I think the focus must be on an image-based design rather than a package-based one. For robustness and security it is essential to operate with reproducible, immutable images that describe the OS or large parts of it in full, rather than operating always with fine-grained RPM/dpkg style packages. That's not to say that packages are not relevant (I actually think they matter a lot!), but I think they should be less of a tool for deploying code but more one of building the objects to deploy.

How is this different from any linux distro with docker installed on it?

[–] poVoq 7 points 2 years ago (1 children)
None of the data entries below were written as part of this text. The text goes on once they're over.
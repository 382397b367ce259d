//! Lexer commands (`-> skip`, `-> pushMode(M)`, ...) and the action table.
//!
//! Built-in commands become `LexerAction`s. Every distinct action is stored
//! once; transitions carry the action's table index. Other commands are
//! rendered through the injected `CommandTemplates` and become custom
//! actions.

use atnkit_core::constants::{
    DEFAULT_MODE, DEFAULT_MODE_NAME, DEFAULT_TOKEN_CHANNEL, EOF, HIDDEN, MIN_USER_CHANNEL_VALUE,
    common_constant, is_common_constant,
};
use indexmap::{IndexMap, IndexSet};
use rowan::TextRange;

use super::AtnFactory;
use crate::atn::{CustomAction, Fragment, LexerAction, TransitionKind};
use crate::diagnostics::DiagnosticKind;
use crate::grammar::{Grammar, LexerCommand};

/// Code template for a lexer command the engine does not know natively.
#[derive(Debug, Clone, PartialEq, Eq)]
pub struct CommandTemplate {
    text: String,
    takes_arg: bool,
}

impl CommandTemplate {
    /// Template without argument.
    pub fn plain(text: impl Into<String>) -> Self {
        Self {
            text: text.into(),
            takes_arg: false,
        }
    }

    /// Template whose `<arg>` placeholder receives the command argument.
    pub fn with_arg(text: impl Into<String>) -> Self {
        Self {
            text: text.into(),
            takes_arg: true,
        }
    }

    pub fn takes_arg(&self) -> bool {
        self.takes_arg
    }

    pub fn render(&self, arg: Option<&str>) -> String {
        match arg {
            Some(arg) => self.text.replace("<arg>", arg),
            None => self.text.clone(),
        }
    }
}

/// Read-only source of command templates, provided by the code generator.
pub trait CommandTemplates {
    fn command(&self, name: &str) -> Option<CommandTemplate>;
}

/// No templates: every non-built-in command is invalid.
#[derive(Debug, Clone, Copy, Default)]
pub struct NoCommandTemplates;

impl CommandTemplates for NoCommandTemplates {
    fn command(&self, _name: &str) -> Option<CommandTemplate> {
        None
    }
}

impl CommandTemplates for IndexMap<String, CommandTemplate> {
    fn command(&self, name: &str) -> Option<CommandTemplate> {
        self.get(name).cloned()
    }
}

/// Structurally equal actions share one index.
#[derive(Debug, Default)]
pub(crate) struct ActionTable {
    actions: IndexSet<LexerAction>,
}

impl ActionTable {
    pub fn index_of(&mut self, action: LexerAction) -> usize {
        self.actions.insert_full(action).0
    }

    pub fn into_vec(self) -> Vec<LexerAction> {
        self.actions.into_iter().collect()
    }
}

enum Resolved {
    Action(LexerAction),
    Dropped,
    NotBuiltIn,
}

impl AtnFactory<'_> {
    /// Fragment for one command of a lexer alternative.
    pub(super) fn lexer_command(&mut self, command: &LexerCommand) -> Fragment {
        let range = command.span.range();
        self.check_command_compatibility(&command.name, range);
        match self.resolve_builtin(command, range) {
            Resolved::Action(action) => self.lexer_action(action),
            Resolved::Dropped => self.epsilon_fragment(),
            Resolved::NotBuiltIn => self.template_command(command, range),
        }
    }

    /// Incompatible and duplicated commands within one rule.
    fn check_command_compatibility(&mut self, name: &str, range: TextRange) {
        if name != "pushMode" && name != "popMode" {
            if self.rule_commands.contains(name) {
                self.diagnostics
                    .report(DiagnosticKind::DuplicatedCommand, range)
                    .arg(name)
                    .emit();
            }
            let conflicts: &[&str] = match name {
                "skip" => &["more", "type", "channel"],
                "more" => &["skip", "type", "channel"],
                "type" | "channel" => &["more", "skip"],
                _ => &[],
            };
            if let Some(first) = conflicts.iter().find(|c| self.rule_commands.contains(**c)) {
                self.diagnostics
                    .report(DiagnosticKind::IncompatibleCommands, range)
                    .arg(*first)
                    .arg(name)
                    .emit();
            }
        }
        self.rule_commands.insert(name.to_string());
    }

    fn resolve_builtin(&mut self, command: &LexerCommand, range: TextRange) -> Resolved {
        let name = command.name.as_str();
        let arg = command.arg.as_deref();
        let resolved = match (name, arg) {
            ("skip", None) => Ok(LexerAction::Skip),
            ("more", None) => Ok(LexerAction::More),
            ("popMode", None) => Ok(LexerAction::PopMode),
            ("mode", Some(arg)) => mode_constant(self.grammar, arg)
                .map(LexerAction::Mode)
                .ok_or(DiagnosticKind::ConstantValueIsNotARecognizedModeName),
            ("pushMode", Some(arg)) => mode_constant(self.grammar, arg)
                .map(LexerAction::PushMode)
                .ok_or(DiagnosticKind::ConstantValueIsNotARecognizedModeName),
            ("type", Some(arg)) => token_constant(self.grammar, arg)
                .map(LexerAction::Type)
                .ok_or(DiagnosticKind::ConstantValueIsNotARecognizedTokenName),
            ("channel", Some(arg)) => channel_constant(self.grammar, arg)
                .map(LexerAction::Channel)
                .ok_or(DiagnosticKind::ConstantValueIsNotARecognizedChannelName),
            ("skip" | "more" | "popMode", Some(_)) => {
                Err(DiagnosticKind::UnwantedLexerCommandArgument)
            }
            ("mode" | "pushMode" | "type" | "channel", None) => {
                Err(DiagnosticKind::MissingLexerCommandArgument)
            }
            _ => return Resolved::NotBuiltIn,
        };
        match resolved {
            Ok(action) => Resolved::Action(action),
            Err(kind) => {
                // arity errors quote the command, unresolved constants the argument
                let quoted = match kind {
                    DiagnosticKind::UnwantedLexerCommandArgument
                    | DiagnosticKind::MissingLexerCommandArgument => name,
                    _ => arg.unwrap_or(name),
                };
                self.diagnostics.report(kind, range).arg(quoted).emit();
                Resolved::Dropped
            }
        }
    }

    fn template_command(&mut self, command: &LexerCommand, range: TextRange) -> Fragment {
        let name = command.name.as_str();
        let Some(template) = self.templates.command(name) else {
            self.diagnostics
                .report(DiagnosticKind::InvalidLexerCommand, range)
                .arg(name)
                .emit();
            return self.epsilon_fragment();
        };
        let has_arg = command.arg.is_some();
        if has_arg != template.takes_arg() {
            let kind = if has_arg {
                DiagnosticKind::UnwantedLexerCommandArgument
            } else {
                DiagnosticKind::MissingLexerCommandArgument
            };
            self.diagnostics.report(kind, range).arg(name).emit();
            return self.epsilon_fragment();
        }
        let text = template.render(command.arg.as_deref());
        self.custom_action(text)
    }

    /// Custom action from `{...}` or a rendered command template.
    pub(super) fn custom_action(&mut self, text: String) -> Fragment {
        if text.trim().is_empty() {
            return self.epsilon_fragment();
        }
        let action_index = self.custom_actions.len();
        self.custom_actions.push(CustomAction {
            rule: self.current_rule,
            text,
        });
        self.lexer_action(LexerAction::Custom {
            rule: self.current_rule,
            action_index,
        })
    }

    fn lexer_action(&mut self, action: LexerAction) -> Fragment {
        let index = self.actions.index_of(action);
        self.leaf(TransitionKind::Action {
            rule: self.current_rule,
            action_index: index as i32,
            ctx_dependent: false,
        })
    }

    /// Declared modes, tokens and channels must not shadow the reserved
    /// constants.
    pub(super) fn check_reserved_names(&mut self) {
        let grammar = self.grammar;
        for (name, span) in &grammar.modes {
            if name != DEFAULT_MODE_NAME && is_common_constant(name) {
                self.diagnostics
                    .report(DiagnosticKind::ModeConflictsWithCommonConstants, span.range())
                    .arg(name)
                    .emit();
            }
        }
        for (name, declared) in &grammar.token_types {
            if name != "EOF" && is_common_constant(name) {
                let kind = DiagnosticKind::TokenConflictsWithCommonConstants;
                self.diagnostics
                    .report(kind, declared.span.range())
                    .arg(name)
                    .emit();
            }
        }
        for (name, declared) in &grammar.channels {
            if is_common_constant(name) {
                let kind = DiagnosticKind::ChannelConflictsWithCommonConstants;
                self.diagnostics
                    .report(kind, declared.span.range())
                    .arg(name)
                    .emit();
            }
        }
    }
}

pub(crate) fn mode_constant(grammar: &Grammar, name: &str) -> Option<i32> {
    if name == DEFAULT_MODE_NAME {
        return Some(DEFAULT_MODE);
    }
    common_constant(name)
        .or_else(|| grammar.mode_index(name).map(|index| index as i32))
        .or_else(|| name.parse().ok())
}

pub(crate) fn token_constant(grammar: &Grammar, name: &str) -> Option<i32> {
    if name == "EOF" {
        return Some(EOF);
    }
    common_constant(name)
        .or_else(|| grammar.token_type(name).filter(|ttype| *ttype != 0))
        .or_else(|| name.parse().ok())
}

pub(crate) fn channel_constant(grammar: &Grammar, name: &str) -> Option<i32> {
    match name {
        "HIDDEN" => return Some(HIDDEN),
        "DEFAULT_TOKEN_CHANNEL" => return Some(DEFAULT_TOKEN_CHANNEL),
        _ => {}
    }
    common_constant(name)
        .or_else(|| {
            grammar
                .channel_value(name)
                .filter(|value| *value >= MIN_USER_CHANNEL_VALUE)
        })
        .or_else(|| name.parse().ok())
}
Its the opposite. What he is talking about is images based OS, like Ubuntu Touch is doing it, also the Steam Deck and stuff like CoreOS. I think Android and ChromeOS are also doing that. Its not a bad idea in general.

[–] ksynwa@lemmygrad.ml 3 points 2 years ago (1 children)

Can you explain what image based OS means?

[–] poVoq 7 points 2 years ago

The core operating system is a single read-only file (ROM, as in custom ROM on Android) and all the user files and customizations are on a different partition or such. Since the core system is fixed you can just swap it with a newer ROM when updating (and also go back to the old one if the update fails somehow.).

[–] brombek@lemmy.ml 4 points 2 years ago (1 children)

There is something sinister about his vision. I think it is fine for server OS to all be identical (docker is that already) - probably what you want, although less flexible. But for personal computing... that makes it very impersonal, to force bit-to-bit conformance on people.

[–] poVoq 8 points 2 years ago

This is not what this is about. You can customize it without problem, see Steam Deck. Its about the core system files being read only and easy to upgrade.